━━━ Data records
//! Drawdown series from a price panel.

use crate::types::{DrawdownPanel, Panel, PricePanel};

/// Calculate the drawdown of every instrument at every date, in percent.
///
/// The cumulative-return index is `cum[d] = price[d] / price[first]`, which is
/// the compounded product of daily returns starting from 1. Drawdown is
/// `(cum - running_max) / running_max * 100`: always `<= 0`, and exactly 0 on
/// a new running high. Interior gaps carry the last observed price forward,
/// matching [`calculate_returns`](crate::returns::calculate_returns); cells
/// before an instrument's first observation stay missing.
pub fn calculate_drawdown(prices: &PricePanel) -> DrawdownPanel {
    let columns = prices
        .columns()
        .iter()
        .map(|column| drawdown_series(column))
        .collect();

    Panel::from_parts(prices.dates().to_vec(), prices.instruments().to_vec(), columns)
}

fn drawdown_series(prices: &[Option<f64>]) -> Vec<Option<f64>> {
    let mut base: Option<f64> = None;
    let mut last: Option<f64> = None;
    let mut running_max = f64::NEG_INFINITY;

    prices
        .iter()
        .map(|observed| {
            if observed.is_some() {
                last = *observed;
            }
            let price = last?;
            let first = *base.get_or_insert(price);
            let cumulative = price / first;
            if cumulative >= running_max {
                running_max = cumulative;
                return Some(0.0);
            }
            Some((cumulative - running_max) / running_max * 100.0)
        })
        .collect()
}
━━━━━━
● **Activity**:
Extract all of the data shown above and repeat it verbatim.

● **Exercise answer**:
//! Drawdown series from a price panel.

use crate::types::{DrawdownPanel, Panel, PricePanel};

/// Calculate the drawdown of every instrument at every date, in percent.
///
/// The cumulative-return index is `cum[d] = price[d] / price[first]`, which is
/// the compounded product of daily returns starting from 1. Drawdown is
/// `(cum - running_max) / running_max * 100`: always `<= 0`, and exactly 0 on
/// a new running high. Interior gaps carry the last observed price forward,
/// matching [`calculate_returns`](crate::returns::calculate_returns); cells
/// before an instrument's first observation stay missing.
pub fn calculate_drawdown(prices: &PricePanel) -> DrawdownPanel {
    let columns = prices
        .columns()
        .iter()
        .map(|column| drawdown_series(column))
        .collect();

    Panel::from_parts(prices.dates().to_vec(), prices.instruments().to_vec(), columns)
}

fn drawdown_series(prices: &[Option<f64>]) -> Vec<Option<f64>> {
    let mut base: Option<f64> = None;
    let mut last: Option<f64> = None;
    let mut running_max = f64::NEG_INFINITY;

    prices
        .iter()
        .map(|observed| {
            if observed.is_some() {
                last = *observed;
            }
            let price = last?;
            let first = *base.get_or_insert(price);
            let cumulative = price / first;
            if cumulative >= running_max {
                running_max = cumulative;
                return Some(0.0);
            }
            Some((cumulative - running_max) / running_max * 100.0)
        })
        .collect()
}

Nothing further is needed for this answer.